On August 3, 2005, Renstrom reported continued back pain with occasional symptoms into his lower extremities. Dr. Schwender indicated the MRI showed mild disc degeneration of the L4–L5 level with central protrusion and mild foraminal stenosis at L5–S1. Renstrom agreed to proceed with surgery for instrumentation removal at L5–S 1 and decompression, which was performed on August 8, 2005. Dr. Schwender again noted Renstrom was unable to work from July 31 through November 30, 2005.
Renstrom reported overall slow progress in a follow-up visit on October 12, 2005, although his strength was improving in the right lower extremity. Renstrom's no-work restriction was ultimately continued through January 31, 2006. On January 11, 2006, Renstrom reported continued back pain and right lower extremity pain. Dr. Schwender diagnosed Renstrom with spinal stenosis of the lumbar region and referred him to Dr. Mark Agre for further back pain treatment.
In addition to overseeing Renstrom's physical therapy, Dr. Agre authored several documents for Renstrom, including an October 2006 worker's compensation letter stating Renstrom was “for all practical purposes, permanently totally disabled.” The letter stated Renstrom was “able to do sporadic, light, intermittent, part time work with frequent position change, but the nature of the severity of his pain, particularly the neuropathic pain of his right leg which has been unremitting to surgery, intervention or therapy, will not allow him to work beyond sporadic and light.” Dr. Agre also completed some medical assessment forms wherein he opined that Renstrom was capable of light work with some restrictions; the second form he completed in January 2009 noted Renstrom could sit for two to four hours a day and regularly work four to six hours per day.
On November 6, 2006, Renstrom saw Dr. Patricia Kline for his neck pain. An MRI revealed Renstrom's vertebrae were intact and in normal alignment with some spurring, but he had no other appreciable abnormalities. Renstrom reported continued neck pain at future appointments on June 14, 2007, and July 29, 2008; on the latter date, Dr. Paul Westling noted Renstrom's neck pain was exacerbated by movement, and he prescribed prednisone and Flexeril and physical therapy. Renstrom had another MRI on August 11, 2008, which showed mild to moderate degeneration at C5–6 and slight changes with underlying disc degeneration at T6–7.

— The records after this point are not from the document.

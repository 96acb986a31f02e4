use bcrypt::{hash, DEFAULT_COST};
use chirp::models::{Credential, Tweet, User};
use chirp::store::Stores;
use chrono::{NaiveDate, Utc};
use fake::faker::internet::en::SafeEmail;
use fake::faker::lorem::en::Sentence;
use fake::faker::name::en::{FirstName, LastName};
use fake::Fake;
use std::env;
use std::error::Error;
use std::path::Path;
use uuid::Uuid;

#[tokio::main]
async fn main() -> Result<(), Box<dyn Error>> {
    println!("Starting data seeding...");

    let data_dir = env::var("CHIRP_DATA_DIR").unwrap_or_else(|_| ".".to_string());
    let stores = Stores::open(Path::new(&data_dir))?;

    // Configuration
    let num_users = 100;
    let tweets_per_user = 20;

    let users = seed_users(&stores, num_users)?;
    seed_tweets(&stores, &users, tweets_per_user)?;

    println!("Seeding completed!");
    Ok(())
}

fn seed_users(stores: &Stores, count: i32) -> Result<Vec<User>, Box<dyn Error>> {
    println!("Creating {} users...", count);
    let mut users = Vec::new();

    for i in 0..count {
        let user = User {
            user_id: Uuid::new_v4(),
            email: SafeEmail().fake(),
            first_name: FirstName().fake(),
            last_name: LastName().fake(),
            birth_date: NaiveDate::from_ymd_opt(1970 + i % 35, 1 + (i % 12) as u32, 1 + (i % 28) as u32),
        };
        let password_hash = hash("password123", DEFAULT_COST)?;

        stores.users.append(user.clone())?;
        stores.credentials.append(Credential {
            user_id: user.user_id,
            email: user.email.clone(),
            password_hash,
        })?;

        println!(
            "Created user {}/{}: {} ({})",
            i + 1,
            count,
            user.email,
            user.user_id
        );
        users.push(user);
    }

    Ok(users)
}

fn seed_tweets(stores: &Stores, users: &[User], tweets_per_user: i32) -> Result<(), Box<dyn Error>> {
    println!("Creating {} tweets per user...", tweets_per_user);
    let total_tweets = users.len() as i32 * tweets_per_user;
    let mut current_tweet = 0;

    for user in users {
        for _ in 0..tweets_per_user {
            stores.tweets.append(Tweet {
                tweet_id: Uuid::new_v4(),
                content: Sentence(3..10).fake(),
                by: user.clone(),
                created: Utc::now(),
                updated: None,
            })?;

            current_tweet += 1;
            if current_tweet % 100 == 0 {
                println!("Created {}/{} tweets", current_tweet, total_tweets);
            }
        }
    }

    Ok(())
}
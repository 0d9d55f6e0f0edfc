//! # 3D Camera
//!
//! Perspective camera used to turn a 2D pointer into a world-space ray.
//!
//! ## Coordinate System
//! Right-handed, Y-up world space. Normalized device coordinates run from -1
//! to 1 with +X right and +Y up; NDC depth runs from -1 (near) to 1 (far).

use crate::foundation::math::{utils, Mat4, Mat4Ext, Vec3, Vec4};

/// Half-line in world space
#[derive(Debug, Clone, Copy, PartialEq)]
pub struct Ray {
    /// The origin point of the ray in world space
    pub origin: Vec3,
    /// The direction of the ray (normalized)
    pub direction: Vec3,
}

impl Ray {
    /// Creates a new ray with the given origin and direction
    pub fn new(origin: Vec3, direction: Vec3) -> Self {
        Self {
            origin,
            direction: direction.normalize(),
        }
    }

    /// Get a point along the ray at distance t
    pub fn point_at(&self, t: f32) -> Vec3 {
        self.origin + self.direction * t
    }

    /// Intersect with the plane through `point` with normal `normal`
    ///
    /// Returns `None` when the ray is parallel to the plane or the plane lies
    /// behind the origin.
    pub fn intersect_plane(&self, point: Vec3, normal: Vec3) -> Option<Vec3> {
        let denom = self.direction.dot(&normal);
        if denom.abs() < 1e-6 {
            return None;
        }
        let t = (point - self.origin).dot(&normal) / denom;
        (t >= 0.0).then(|| self.point_at(t))
    }
}

/// 3D perspective camera
///
/// Matrices are computed on demand, since the camera may move every frame.
#[derive(Debug, Clone)]
pub struct Camera {
    /// Camera position in world space
    pub position: Vec3,

    /// Point the camera is looking at in world space
    pub target: Vec3,

    /// Up vector for camera orientation (typically [0, 1, 0])
    pub up: Vec3,

    /// Vertical field of view in radians
    pub fov: f32,

    /// Aspect ratio (width / height)
    pub aspect: f32,

    /// Distance to near clipping plane
    pub near: f32,

    /// Distance to far clipping plane
    pub far: f32,
}

impl Camera {
    /// Create a perspective camera looking at the origin
    ///
    /// # Arguments
    /// * `position` - Camera position in world space
    /// * `fov_degrees` - Vertical field of view in degrees
    /// * `aspect` - Aspect ratio (width / height) of the viewport
    /// * `near` - Distance to near clipping plane (must be > 0)
    /// * `far` - Distance to far clipping plane (must be > near)
    pub fn perspective(position: Vec3, fov_degrees: f32, aspect: f32, near: f32, far: f32) -> Self {
        Self {
            position,
            target: Vec3::zeros(),
            up: Vec3::new(0.0, 1.0, 0.0),
            fov: utils::deg_to_rad(fov_degrees),
            aspect,
            near,
            far,
        }
    }

    /// Update camera position in world space
    pub fn set_position(&mut self, position: Vec3) {
        self.position = position;
        log::trace!("Camera position updated to: {:?}", position);
    }

    /// Update camera target (look-at point)
    pub fn set_target(&mut self, target: Vec3) {
        self.target = target;
        log::trace!("Camera target updated to: {:?}", target);
    }

    /// Update camera aspect ratio for viewport changes
    ///
    /// Only logs changes larger than 0.01 to keep resize storms quiet.
    pub fn set_aspect_ratio(&mut self, aspect: f32) {
        if (self.aspect - aspect).abs() > 0.01 {
            log::info!("Camera aspect ratio changed: {:.3} -> {:.3}", self.aspect, aspect);
        }
        self.aspect = aspect;
    }

    /// Unit vector the camera looks along
    pub fn forward(&self) -> Vec3 {
        (self.target - self.position).normalize()
    }

    /// World-to-camera matrix
    pub fn view_matrix(&self) -> Mat4 {
        Mat4::look_at(self.position, self.target, self.up)
    }

    /// Camera-to-clip matrix
    pub fn projection_matrix(&self) -> Mat4 {
        Mat4::perspective(self.fov, self.aspect, self.near, self.far)
    }

    /// Combined `P × V` matrix
    pub fn view_projection_matrix(&self) -> Mat4 {
        self.projection_matrix() * self.view_matrix()
    }

    /// Convert an NDC pointer position to a world-space ray
    ///
    /// Unprojects the pointer at the near and far planes through the inverse
    /// view-projection matrix. Returns `None` for a degenerate camera whose
    /// matrix cannot be inverted.
    pub fn screen_to_world_ray(&self, ndc_x: f32, ndc_y: f32) -> Option<Ray> {
        let inv_view_proj = self.view_projection_matrix().try_inverse()?;

        let unproject = |z: f32| {
            let h = inv_view_proj * Vec4::new(ndc_x, ndc_y, z, 1.0);
            (h.w.abs() > f32::EPSILON).then(|| h.xyz() / h.w)
        };
        let world_near = unproject(-1.0)?;
        let world_far = unproject(1.0)?;

        let direction = world_far - world_near;
        if direction.norm_squared() <= f32::EPSILON {
            return None;
        }
        Some(Ray::new(self.position, direction))
    }
}

impl Default for Camera {
    /// Camera 120 units in front of the origin with a 60 degree field of view
    fn default() -> Self {
        Self::perspective(Vec3::new(0.0, 0.0, 120.0), 60.0, 16.0 / 9.0, 0.1, 2000.0)
    }
}

#[cfg(test)]
mod tests {
    use super::*;
    use approx::assert_relative_eq;

    #[test]
    fn test_center_ray_points_forward() {
        let camera = Camera::default();
        let ray = camera.screen_to_world_ray(0.0, 0.0).unwrap();
        assert_relative_eq!(ray.origin, camera.position);
        assert_relative_eq!(ray.direction, Vec3::new(0.0, 0.0, -1.0), epsilon = 1e-3);
    }

    #[test]
    fn test_corner_ray_matches_field_of_view() {
        let camera = Camera::perspective(Vec3::new(0.0, 0.0, 10.0), 90.0, 2.0, 0.1, 100.0);
        let ray = camera.screen_to_world_ray(1.0, 1.0).unwrap();
        // tan(45deg) = 1, so one unit forward spans aspect units right and one up
        let expected = Vec3::new(2.0, 1.0, -1.0).normalize();
        assert_relative_eq!(ray.direction, expected, epsilon = 1e-3);
    }

    #[test]
    fn test_aspect_change_widens_edge_ray() {
        let mut camera = Camera::perspective(Vec3::new(0.0, 0.0, 10.0), 90.0, 1.0, 0.1, 100.0);
        let square = camera.screen_to_world_ray(1.0, 0.0).unwrap().point_at(10.0);

        camera.set_aspect_ratio(2.0);
        let wide = camera.screen_to_world_ray(1.0, 0.0).unwrap();
        let hit = wide.intersect_plane(Vec3::zeros(), Vec3::z()).unwrap();

        assert_relative_eq!(camera.aspect, 2.0);
        assert_relative_eq!(hit, Vec3::new(20.0, 0.0, 0.0), epsilon = 1e-2);
        assert!(square.x < hit.x);
    }

        #[test]
    fn test_ray_plane_intersection() {
        let ray = Ray::new(Vec3::new(0.0, 0.0, 10.0), Vec3::new(0.0, 0.0, -1.0));
        let hit = ray.intersect_plane(Vec3::zeros(), Vec3::z()).unwrap();
        assert_relative_eq!(hit, Vec3::zeros());

        let parallel = Ray::new(Vec3::zeros(), Vec3::x());
        assert!(parallel.intersect_plane(Vec3::new(0.0, 0.0, -5.0), Vec3::z()).is_none());

        let behind = Ray::new(Vec3::zeros(), Vec3::z());
        assert!(behind.intersect_plane(Vec3::new(0.0, 0.0, -5.0), Vec3::z()).is_none());
    }

    #[test]
    fn test_degenerate_camera_has_no_ray() {
        let mut camera = Camera::default();
        camera.set_target(camera.position);
        assert!(camera.screen_to_world_ray(0.0, 0.0).is_none());
    }
}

Renstrom also saw Dr. Westling and Dr. Randall Chadwick for shoulder problems beginning in 2005. After reports of pain, a June 7, 2005, MRI showed Renstrom's coracoacromial arch configuration would mildly increase his risk of impingement, but the exam was otherwise negative. Dr. Chadwick diagnosed Renstrom with left shoulder chronic impingement on June 22, 2005, for which Renstrom underwent two physical therapy sessions. Renstrom returned on October 9, 2005, when he reported intermittent soreness and nighttime discomfort with his shoulder, and Dr. Chadwick reiterated a finding of a mildly positive impingement sign. Renstrom received a cortisone shot and additional physical therapy sessions.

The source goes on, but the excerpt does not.